Giacomo Carissimi’s (1605-1674) “Jephte” would have been one of the Old Testament oratorios performed during Lent at the Collegico Germanico in Rome (a Jesuit seminary training German-speaking priests) where Carissimi was maestro di cappella. Full of colorful depictions of battle, joy and sorrow, it focuses on Jephte’s war with the Ammonites and his pledge to God in exchange for victory – that Jephte sacrifice the first person to meet him on his return. This person ends up being his (nameless) daughter. Her fate is sealed. She asks for two months to mourn her fate in the mountains, where she implores all nature to lament that she will die a virgin, childless. With the oratorio moving forward swiftly and with a sense of urgency in small, effective and dramatic sections, we heard many of the “Vox Luminis” singers in solos, duets and trios. An interesting effect denoting distance was achieved by having some singers placed at the back of the stage:
‘Then Jephthah’s daughter went away to the mountains, and bewailed her virginity with her companions…’

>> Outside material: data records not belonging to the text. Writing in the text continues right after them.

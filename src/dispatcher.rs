//! Bounded worker pool for frame handling.
//!
//! A dispatcher owns an input queue and a single dispatch task. The task
//! takes frames off the queue in order and spawns one handler invocation per
//! frame. Each invocation first acquires a permit from a fixed-size
//! semaphore, so at most `concurrency` handlers run at once. The dispatch
//! task itself never waits for a permit.
//!
//! Shutdown is a drain, not a cancel: `stop` closes the queue, frames already
//! accepted are still dispatched, and the state only returns to `Idle` once
//! every spawned invocation has finished. A handler that never finishes
//! therefore stalls the drain.
//!
//! # Example
//!
//! ```
//! use chunkwire::dispatcher::Dispatcher;
//! use chunkwire::handler::handler_fn;
//! use chunkwire::protocol::Frame;
//!
//! # #[tokio::main] async fn main() -> chunkwire::Result<()> {
//! let dispatcher = Dispatcher::new("workers", 3, handler_fn(|frame| async move {
//!     println!("{}", frame);
//!     Ok(())
//! }));
//!
//! dispatcher.start()?;
//! dispatcher.submit(Frame::new(1, 1, 1, b"job")?)?;
//! dispatcher.shutdown().await?;
//! # Ok(())
//! # }
//! ```

use std::sync::Arc;

use parking_lot::Mutex;
use tokio::sync::{mpsc, Semaphore};
use tokio_util::task::TaskTracker;

use crate::error::{ChunkwireError, Result};
use crate::handler::{BoxFuture, FrameHandler, HandlerResult};
use crate::lifecycle::{Lifecycle, LifecycleState};
use crate::protocol::Frame;

/// Runs a [`FrameHandler`] with a concurrency ceiling.
///
/// Cloning yields another handle to the same pool.
#[derive(Clone)]
pub struct Dispatcher {
    inner: Arc<DispatcherInner>,
}

struct DispatcherInner {
    name: String,
    concurrency: usize,
    handler: Arc<dyn FrameHandler>,
    permits: Arc<Semaphore>,
    tracker: TaskTracker,
    lifecycle: Lifecycle,
    queue: Mutex<Option<mpsc::UnboundedSender<Frame>>>,
}

impl Dispatcher {
    /// Create an idle dispatcher. A `concurrency` of zero is raised to one.
    pub fn new(name: impl Into<String>, concurrency: usize, handler: impl FrameHandler) -> Self {
        let concurrency = concurrency.max(1);
        let tracker = TaskTracker::new();
        tracker.close();
        Self {
            inner: Arc::new(DispatcherInner {
                name: name.into(),
                concurrency,
                handler: Arc::new(handler),
                permits: Arc::new(Semaphore::new(concurrency)),
                tracker,
                lifecycle: Lifecycle::new(),
                queue: Mutex::new(None),
            }),
        }
    }

    /// Dispatcher name.
    pub fn name(&self) -> &str {
        &self.inner.name
    }

    /// Concurrency ceiling.
    pub fn concurrency(&self) -> usize {
        self.inner.concurrency
    }

    /// Current lifecycle state.
    pub fn state(&self) -> LifecycleState {
        self.inner.lifecycle.current()
    }

    /// Handler invocations spawned and not yet finished, including those
    /// still waiting for a permit.
    pub fn in_flight(&self) -> usize {
        self.inner.tracker.len()
    }

    /// Handler invocations currently holding a permit.
    pub fn active(&self) -> usize {
        self.inner.concurrency - self.inner.permits.available_permits()
    }

    /// Move `Idle -> Starting -> Running` and spawn the dispatch task.
    pub fn start(&self) -> Result<()> {
        let inner = &self.inner;
        inner.lifecycle.transition(LifecycleState::Starting)?;

        let (tx, rx) = mpsc::unbounded_channel();
        *inner.queue.lock() = Some(tx);
        inner.tracker.reopen();

        inner.lifecycle.transition(LifecycleState::Running)?;
        tokio::spawn(dispatch_loop(inner.clone(), rx));
        tracing::debug!(dispatcher = %inner.name, concurrency = inner.concurrency, "dispatcher started");
        Ok(())
    }

    /// Queue a frame for handling.
    ///
    /// # Errors
    ///
    /// [`ChunkwireError::NotRunning`] unless the dispatcher is running.
    pub fn submit(&self, frame: Frame) -> Result<()> {
        let state = self.state();
        if state != LifecycleState::Running {
            return Err(ChunkwireError::NotRunning(state));
        }
        match self.inner.queue.lock().as_ref() {
            Some(tx) => tx
                .send(frame)
                .map_err(|_| ChunkwireError::NotRunning(self.state())),
            None => Err(ChunkwireError::NotRunning(self.state())),
        }
    }

    /// Move `Running -> Stopping` and close the input queue.
    ///
    /// The dispatch task finishes the queue, waits for every invocation,
    /// then moves to `Idle`.
    pub fn stop(&self) -> Result<()> {
        self.inner.lifecycle.transition(LifecycleState::Stopping)?;
        self.inner.queue.lock().take();
        tracing::debug!(dispatcher = %self.inner.name, "dispatcher stopping");
        Ok(())
    }

    /// Wait until the dispatcher is idle.
    pub async fn wait_for_complete(&self) {
        self.inner.lifecycle.wait_for(LifecycleState::Idle).await
    }

    /// Stop and wait for the drain to finish.
    pub async fn shutdown(&self) -> Result<()> {
        self.stop()?;
        self.wait_for_complete().await;
        Ok(())
    }
}

impl FrameHandler for Dispatcher {
    fn call(&self, frame: Frame) -> BoxFuture<'static, HandlerResult> {
        let submitted = self.submit(frame);
        Box::pin(async move { submitted })
    }
}

impl std::fmt::Debug for Dispatcher {
    fn fmt(&self, f: &mut std::fmt::Formatter<'_>) -> std::fmt::Result {
        f.debug_struct("Dispatcher")
            .field("name", &self.inner.name)
            .field("concurrency", &self.inner.concurrency)
            .field("state", &self.state())
            .field("in_flight", &self.in_flight())
            .finish()
    }
}

async fn dispatch_loop(inner: Arc<DispatcherInner>, mut rx: mpsc::UnboundedReceiver<Frame>) {
    while let Some(frame) = rx.recv().await {
        let permits = inner.permits.clone();
        let handler = inner.handler.clone();
        let name = inner.name.clone();

        inner.tracker.spawn(async move {
            // The semaphore is never closed.
            let Ok(_permit) = permits.acquire_owned().await else {
                return;
            };
            let (main, sub) = (frame.main_command_id(), frame.sub_command_id());
            if let Err(e) = handler.call(frame).await {
                tracing::error!(dispatcher = %name, main, sub, error = %e, "handler failed");
            }
        });
    }

    // Queue closed by stop(); drain what is in flight.
    inner.tracker.close();
    inner.tracker.wait().await;

    if let Err(e) = inner.lifecycle.transition(LifecycleState::Idle) {
        tracing::error!(dispatcher = %inner.name, error = %e, "drain finished out of order");
    }
    tracing::debug!(dispatcher = %inner.name, "dispatcher idle");
}

#[cfg(test)]
mod tests {
    use super::*;
    use crate::handler::handler_fn;
    use std::sync::atomic::{AtomicUsize, Ordering};
    use std::time::Duration;

    #[derive(Default)]
    struct Gauge {
        current: AtomicUsize,
        peak: AtomicUsize,
        done: AtomicUsize,
    }

    fn gauged(gauge: Arc<Gauge>, hold: Duration) -> impl FrameHandler {
        handler_fn(move |_frame| {
            let gauge = gauge.clone();
            async move {
                let now = gauge.current.fetch_add(1, Ordering::SeqCst) + 1;
                gauge.peak.fetch_max(now, Ordering::SeqCst);
                tokio::time::sleep(hold).await;
                gauge.current.fetch_sub(1, Ordering::SeqCst);
                gauge.done.fetch_add(1, Ordering::SeqCst);
                Ok(())
            }
        })
    }

    fn frame(main: u16) -> Frame {
        Frame::new(main, 0, 1, b"work").unwrap()
    }

    #[tokio::test]
    async fn test_concurrency_ceiling() {
        let gauge = Arc::new(Gauge::default());
        let dispatcher = Dispatcher::new("bounded", 3, gauged(gauge.clone(), Duration::from_millis(10)));
        dispatcher.start().unwrap();

        for main in 0..20 {
            dispatcher.submit(frame(main)).unwrap();
        }
        dispatcher.shutdown().await.unwrap();

        assert_eq!(gauge.done.load(Ordering::SeqCst), 20);
        assert!(gauge.peak.load(Ordering::SeqCst) <= 3);
        assert!(gauge.peak.load(Ordering::SeqCst) >= 1);
        assert_eq!(dispatcher.in_flight(), 0);
        assert_eq!(dispatcher.active(), 0);
    }

    #[tokio::test]
    async fn test_submit_rejected_unless_running() {
        let dispatcher = Dispatcher::new("idle", 1, handler_fn(|_| async { Ok(()) }));
        assert!(matches!(
            dispatcher.submit(frame(1)),
            Err(ChunkwireError::NotRunning(LifecycleState::Idle))
        ));

        dispatcher.start().unwrap();
        dispatcher.stop().unwrap();
        assert!(matches!(dispatcher.submit(frame(1)), Err(ChunkwireError::NotRunning(_))));
        dispatcher.wait_for_complete().await;
    }

    #[tokio::test]
    async fn test_stop_drains_in_flight_work() {
        let gauge = Arc::new(Gauge::default());
        let dispatcher = Dispatcher::new("drain", 2, gauged(gauge.clone(), Duration::from_millis(30)));
        dispatcher.start().unwrap();

        for main in 0..6 {
            dispatcher.submit(frame(main)).unwrap();
        }
        dispatcher.stop().unwrap();
        assert_eq!(dispatcher.state(), LifecycleState::Stopping);

        dispatcher.wait_for_complete().await;
        assert_eq!(dispatcher.state(), LifecycleState::Idle);
        assert_eq!(gauge.done.load(Ordering::SeqCst), 6);
    }

    #[tokio::test]
    async fn test_out_of_order_transitions_are_rejected() {
        let dispatcher = Dispatcher::new("order", 1, handler_fn(|_| async { Ok(()) }));
        assert!(matches!(
            dispatcher.stop(),
            Err(ChunkwireError::InvalidTransition { .. })
        ));
        assert_eq!(dispatcher.state(), LifecycleState::Idle);

        dispatcher.start().unwrap();
        assert!(matches!(
            dispatcher.start(),
            Err(ChunkwireError::InvalidTransition { .. })
        ));
        assert_eq!(dispatcher.state(), LifecycleState::Running);
        dispatcher.shutdown().await.unwrap();
    }

    #[tokio::test]
    async fn test_restart_after_drain() {
        let gauge = Arc::new(Gauge::default());
        let dispatcher = Dispatcher::new("again", 2, gauged(gauge.clone(), Duration::from_millis(1)));

        for round in 1..=3 {
            dispatcher.start().unwrap();
            dispatcher.submit(frame(round)).unwrap();
            dispatcher.shutdown().await.unwrap();
            assert_eq!(gauge.done.load(Ordering::SeqCst), round as usize);
        }
    }

    #[tokio::test]
    async fn test_handler_errors_do_not_stop_dispatch() {
        let done = Arc::new(AtomicUsize::new(0));
        let counter = done.clone();
        let dispatcher = Dispatcher::new(
            "errors",
            2,
            handler_fn(move |frame: Frame| {
                let counter = counter.clone();
                async move {
                    counter.fetch_add(1, Ordering::SeqCst);
                    if frame.main_command_id() % 2 == 0 {
                        return Err(ChunkwireError::Handler("even".into()));
                    }
                    Ok(())
                }
            }),
        );
        dispatcher.start().unwrap();
        for main in 0..10 {
            dispatcher.submit(frame(main)).unwrap();
        }
        dispatcher.shutdown().await.unwrap();
        assert_eq!(done.load(Ordering::SeqCst), 10);
    }

    #[tokio::test]
    async fn test_dispatcher_as_frame_handler() {
        let gauge = Arc::new(Gauge::default());
        let dispatcher = Dispatcher::new("handler", 1, gauged(gauge.clone(), Duration::ZERO));
        let as_handler: Arc<dyn FrameHandler> = Arc::new(dispatcher.clone());

        assert!(as_handler.call(frame(1)).await.is_err());
        dispatcher.start().unwrap();
        as_handler.call(frame(1)).await.unwrap();
        dispatcher.shutdown().await.unwrap();
        assert_eq!(gauge.done.load(Ordering::SeqCst), 1);
    }
}
//! Handler module - what happens to a decoded frame.
//!
//! Provides:
//! - [`FrameHandler`] - the trait groups and dispatchers forward frames to
//! - [`handler_fn`] - adapts an async closure into a handler
//! - [`CommandRouter`] - routes frames by command id
//!
//! # Example
//!
//! ```
//! use chunkwire::handler::{handler_fn, CommandRouter};
//!
//! let router = CommandRouter::new()
//!     .route(1, 1, handler_fn(|frame| async move {
//!         tracing::info!(len = frame.payload().len(), "login");
//!         Ok(())
//!     }));
//! assert!(router.contains(1, 1));
//! ```

mod router;

use std::future::Future;
use std::marker::PhantomData;
use std::pin::Pin;

use crate::error::Result;
use crate::protocol::Frame;

pub use router::CommandRouter;

/// Result type for handler functions.
pub type HandlerResult = Result<()>;

/// Boxed future for handler results.
pub type BoxFuture<'a, T> = Pin<Box<dyn Future<Output = T> + Send + 'a>>;

/// Something that consumes decoded frames.
pub trait FrameHandler: Send + Sync + 'static {
    /// Handle one frame.
    fn call(&self, frame: Frame) -> BoxFuture<'static, HandlerResult>;
}

/// Handler backed by an async closure. Built with [`handler_fn`].
pub struct FnHandler<F, Fut> {
    handler: F,
    _phantom: PhantomData<fn() -> Fut>,
}

/// Wrap an async closure as a [`FrameHandler`].
pub fn handler_fn<F, Fut>(handler: F) -> FnHandler<F, Fut>
where
    F: Fn(Frame) -> Fut + Send + Sync + 'static,
    Fut: Future<Output = HandlerResult> + Send + 'static,
{
    FnHandler {
        handler,
        _phantom: PhantomData,
    }
}

impl<F, Fut> FrameHandler for FnHandler<F, Fut>
where
    F: Fn(Frame) -> Fut + Send + Sync + 'static,
    Fut: Future<Output = HandlerResult> + Send + 'static,
{
    fn call(&self, frame: Frame) -> BoxFuture<'static, HandlerResult> {
        Box::pin((self.handler)(frame))
    }
}

impl<H: FrameHandler + ?Sized> FrameHandler for std::sync::Arc<H> {
    fn call(&self, frame: Frame) -> BoxFuture<'static, HandlerResult> {
        (**self).call(frame)
    }
}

Hungarian-born soprano Zsuzsi Tóth’s portrayal of the daughter changed with the plot, from her naïve and joyous, gently ornamented opening aria “Strike the timbrels and sound the cymbals!” to when her mood became pained, dejected, mournful and bitter: ‘Then tremble, you rocks, be astounded, you hills, vales and caves, resonate with horrible sound!’ Her final aria, sung sotto voce, displayed fine vocal control. Tenor Robert Buckland was energetic and highly convincing in portraying Jephte and the drama of his predicament. He totally immersed himself in the role, its pathos and its personal predicament. Choruses were vivid, bringing out both the narrative course and emotional reflection on different stages of the story. A chorus of six singers concluded the work with a superbly crafted performance of the final lament, spiraling into heart-rending vehemence, ending in the pianissimo abyss of despair:
‘Weep, you children of Israel,
Weep, all you virgins,
And for Jephthah’s only daughter,
Lament with songs of anguish.’

Domenico Scarlatti’s “Stabat Mater”, though written for ten voices and basso continuo,  doesn’t fall into the conventional late Renaissance format of two choirs; rather, all singers perform individual parts. French-born recorder player and bass Lionel Meunier actually established the “Vox Luminis” ensemble in order to perform this very piece; the outstanding performance we heard justified his decision! The singers bring to light how Scarlatti, through his use of tritones, other dissonances and violation of voice-leading, mirrors the deep emotional anguish experienced by the onlooker on viewing Christ on the cross. The "Vox Luminis" singers open with a seamless performance of the opening verse, the piece’s rich counterpoint crowned with pure soprano singing on the top. And so, throughout the work, the clean, powerful and unspoiled voices of these young singers weave the tragic tapestry of the text in vocal lines that are so individually shaped yet so blended that one is confronted with a multi-dimensional canvas that is overwhelmingly rich. Indeed, we were able to hear many wonderful voices, too many to mention here; one of the most commendable was Hungarian-born countertenor Barnabás Hegyi, with his combination of mellow timbre and intensiveness. And there was much attention by all to the verbal text, as shown in tempo changes, in sudden phrase endings, in moments of non-legato singing, in intimate utterances then well contrasted by compelling, highly colored soundscapes. In the final verse, with consonants used for punctuation, time stands still:
‘While my body here decays,
May my soul Thy goodness praise,
Safe in Paradise with Thee…’ 
Performing with little to no doubling of voices, “Vox Luminis” displays the dynamic beauty, freshness, vitality and spontaneity Baroque music reveals in such a setting!   Supported by fine instrumentalists, “Vox Luminis” sings without a conductor: eye contact is an all-important tool for this ensemble. Equipped with fine diction and superior musicianship, Meunier and his fellow musicians delve deeply into the meaning of polyphony – its teamwork and its individualism - resulting in performance that is exciting, profound and memorable.